Tanto as crianças como os adultos adoram a decoração - garante Adriana.
Leveza e bom gosto
As despesas com o marketing nas lojas de Adriana chegam a 15% do custo
mensal de operação e as vitrines demandam 50% deste valor, em média. A
ênfase constante na novidade e o cuidado para não encher as vitrines de
produtos são outras das sugestões de Adriana para uma boa vitrine. "Variedade
não quer dizer sobrecarregar o cliente de informações. Tudo deve ser feito
com leveza e bom gosto. Trata-se de um tipo de arte", completa a empresária.
André Pivetti, dono de lojas da Du Loren e da Deitando e Rolando, de cama,
mesa e banho, gasta cerca de R$ 1,6 mil para a montagem de uma vitrine.
Somando com dois salões de Cabeleireiro Degradée que comanda, o comerciante
tem oito lojas espalhadas por diversos shopping do Rio. - Com a vitrine,
alavancamos as vendas.
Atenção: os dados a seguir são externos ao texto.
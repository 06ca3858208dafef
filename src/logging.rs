use anyhow::{Context, Result};
use colored::*;
use std::fmt;
use std::path::Path;
use tracing::{Event, Level, Subscriber};
use tracing_appender::non_blocking::WorkerGuard;
use tracing_subscriber::fmt::format::{FormatEvent, FormatFields, Writer};
use tracing_subscriber::fmt::FmtContext;
use tracing_subscriber::layer::SubscriberExt;
use tracing_subscriber::registry::LookupSpan;
use tracing_subscriber::util::SubscriberInitExt;
use tracing_subscriber::EnvFilter;

/// Console formatter coloring each line by level.
///
/// No timestamps or targets; warnings and errors get a short prefix so they
/// stand out when colors are unavailable (e.g. when stderr is redirected).
pub struct ColorizedFormatter;

impl<S, N> FormatEvent<S, N> for ColorizedFormatter
where
    S: Subscriber + for<'a> LookupSpan<'a>,
    N: for<'a> FormatFields<'a> + 'static,
{
    fn format_event(
        &self,
        ctx: &FmtContext<'_, S, N>,
        mut writer: Writer<'_>,
        event: &Event<'_>,
    ) -> fmt::Result {
        // format_fields writes directly, so buffer to color the whole line
        let mut buffer = String::new();
        ctx.format_fields(Writer::new(&mut buffer), event)?;

        let line = match *event.metadata().level() {
            Level::ERROR => format!("error: {}", buffer).red(),
            Level::WARN => format!("warning: {}", buffer).yellow(),
            Level::INFO => buffer.normal(),
            Level::DEBUG => buffer.blue(),
            Level::TRACE => buffer.purple(),
        };

        writeln!(writer, "{}", line)
    }
}

/// Default filter directive for a verbosity setting
///
/// `RUST_LOG` overrides this when set.
pub fn default_directive(verbose: u8, quiet: bool) -> &'static str {
    if quiet {
        return "warn";
    }
    match verbose {
        0 => "info",
        1 => "debug",
        _ => "trace",
    }
}

/// Install the global subscriber
///
/// Console output goes to stderr so that generated plots can be piped from
/// stdout. With `log_file`, plain lines are also written there through a
/// non-blocking writer; keep the returned guard alive until exit so the
/// last lines are flushed.
pub fn init_logging(verbose: u8, quiet: bool, log_file: Option<&Path>) -> Result<Option<WorkerGuard>> {
    let env_filter = EnvFilter::try_from_default_env()
        .unwrap_or_else(|_| EnvFilter::new(default_directive(verbose, quiet)));

    let console_layer = tracing_subscriber::fmt::layer()
        .event_format(ColorizedFormatter)
        .with_writer(std::io::stderr);

    let (file_layer, guard) = match log_file {
        Some(path) => {
            let directory = match path.parent() {
                Some(dir) if !dir.as_os_str().is_empty() => dir,
                _ => Path::new("."),
            };
            let file_name = path
                .file_name()
                .with_context(|| format!("Log file {:?} has no file name", path))?;
            let appender = tracing_appender::rolling::never(directory, file_name);
            let (writer, guard) = tracing_appender::non_blocking(appender);
            let layer = tracing_subscriber::fmt::layer()
                .with_writer(writer)
                .with_ansi(false)
                .with_target(false);
            (Some(layer), Some(guard))
        }
        None => (None, None),
    };

    tracing_subscriber::registry()
        .with(env_filter)
        .with(console_layer)
        .with(file_layer)
        .try_init()
        .context("Failed to install the tracing subscriber")?;

    Ok(guard)
}
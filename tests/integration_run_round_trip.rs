use anyhow::Result;
use clap::Parser;
use ppbench::cli::{Args, Command};
use ppbench::collector::create_endpoint;
use ppbench::{load, BenchmarkConfig, BenchmarkRunner};
use serde_json::json;
use tempfile::TempDir;
use wiremock::matchers::method;
use wiremock::{Mock, MockServer, ResponseTemplate};

/// Build a small run configuration against `host`
fn run_config(output: &std::path::Path, host: &str, mode: &str) -> Result<BenchmarkConfig> {
    let args = Args::parse_from([
        "ppbench",
        "run",
        output.to_str().unwrap(),
        "--host",
        host,
        "--mode",
        mode,
        "--machine",
        "local",
        "--experiment",
        "stub",
        "--min",
        "1",
        "--max",
        "201",
        "--coverage",
        "0.1",
        "-c",
        "4",
        "-r",
        "2",
        "--timeout",
        "5s",
        "--max-tries",
        "3",
    ]);
    let Command::Run(run) = args.command else {
        panic!("expected run command");
    };
    BenchmarkConfig::from_args(&run)
}

/// A measured run writes one record per trial with the reported figures.
#[tokio::test]
async fn measured_run_against_stub() -> Result<()> {
    let mock_server = MockServer::start().await;
    Mock::given(method("GET"))
        .respond_with(ResponseTemplate::new(200).set_body_json(json!({
            "duration": 2.0,
            "length": 100,
            "status": 200,
            "retries": 0
        })))
        .mount(&mock_server)
        .await;

    let dir = TempDir::new()?;
    let output = dir.path().join("measured.csv");
    let config = run_config(&output, &mock_server.uri(), "measured")?;
    let endpoint = create_endpoint(config.mode, &config.host, &config.path, config.max_tries)?;

    let summary = BenchmarkRunner::new(config).run(endpoint).await?;
    assert_eq!(summary.trials, 20);
    assert_eq!(summary.records_written, 20);

    let records = load(&[&output])?;
    assert_eq!(records.len(), 20);
    for record in records {
        assert_eq!(record.machine_tag, "local");
        assert_eq!(record.experiment_tag, "stub");
        assert_eq!(record.total_transferred, 100);
        assert!((record.time_per_request - 2.0).abs() < 1e-9);
        assert!((record.transfer_rate - 50000.0).abs() < 1e-6);
        assert_eq!(record.failed_count, 0);
        assert_eq!(record.response_code, 200);
        assert!(record.document.starts_with("/mping/"));
    }
    Ok(())
}

/// Every request failing produces an empty result file, not an error.
#[tokio::test]
async fn always_failing_stub_writes_no_records() -> Result<()> {
    let mock_server = MockServer::start().await;
    Mock::given(method("GET"))
        .respond_with(ResponseTemplate::new(500))
        .mount(&mock_server)
        .await;

    let dir = TempDir::new()?;
    for mode in ["direct", "measured", "retrying"] {
        let output = dir.path().join(format!("{}.csv", mode));
        let config = run_config(&output, &mock_server.uri(), mode)?;
        let endpoint = create_endpoint(config.mode, &config.host, &config.path, config.max_tries)?;

        let summary = BenchmarkRunner::new(config).run(endpoint).await?;
        assert_eq!(summary.records_written, 0, "mode {}", mode);
        assert_eq!(summary.trials_skipped, 20, "mode {}", mode);
        assert!(load(&[&output])?.is_empty());
    }
    Ok(())
}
É o glamour do comércio. Trocamos a vitrine semanalmente
e priorizamos, é claro, as novidades e a criatividade - explica Pivetti.
Já a diretora geral da Klara Jóias, Eliane Callado, assinala que a limpeza
de uma vitrine é um passo importante para o sucesso da loja. O visual
leve e a iluminação focalizada em determinadas peças também fazem a diferença,
especialmente numa joalheria. Eliane lembra que o comerciante não pode
esquecer de pôr etiquetas de preços nos produtos expostos.
- Além de ser lei, a colocação dos preços deixa o cliente mais à vontade.
A arrumação serve como um convite, que pode ser gentil e simpático ou
afastar o consumidor. Numa joalheria, a utilização de luzes especiais
sobre as peças é outro diferencial - diz Eliane.
Na Empório Baby, no Città America, a proprietária, Valéria Pita, troca
a decoração da vitrine a cada 15 dias. O custo com cada decoração depende
do que será exposto durante o período. "Trabalhamos muito com as cores
e, em nossas vitrines, as crianças podem mexer nos itens que oferecemos
aos seus pais. Para vender as roupas, atraímos a atenção das crianças."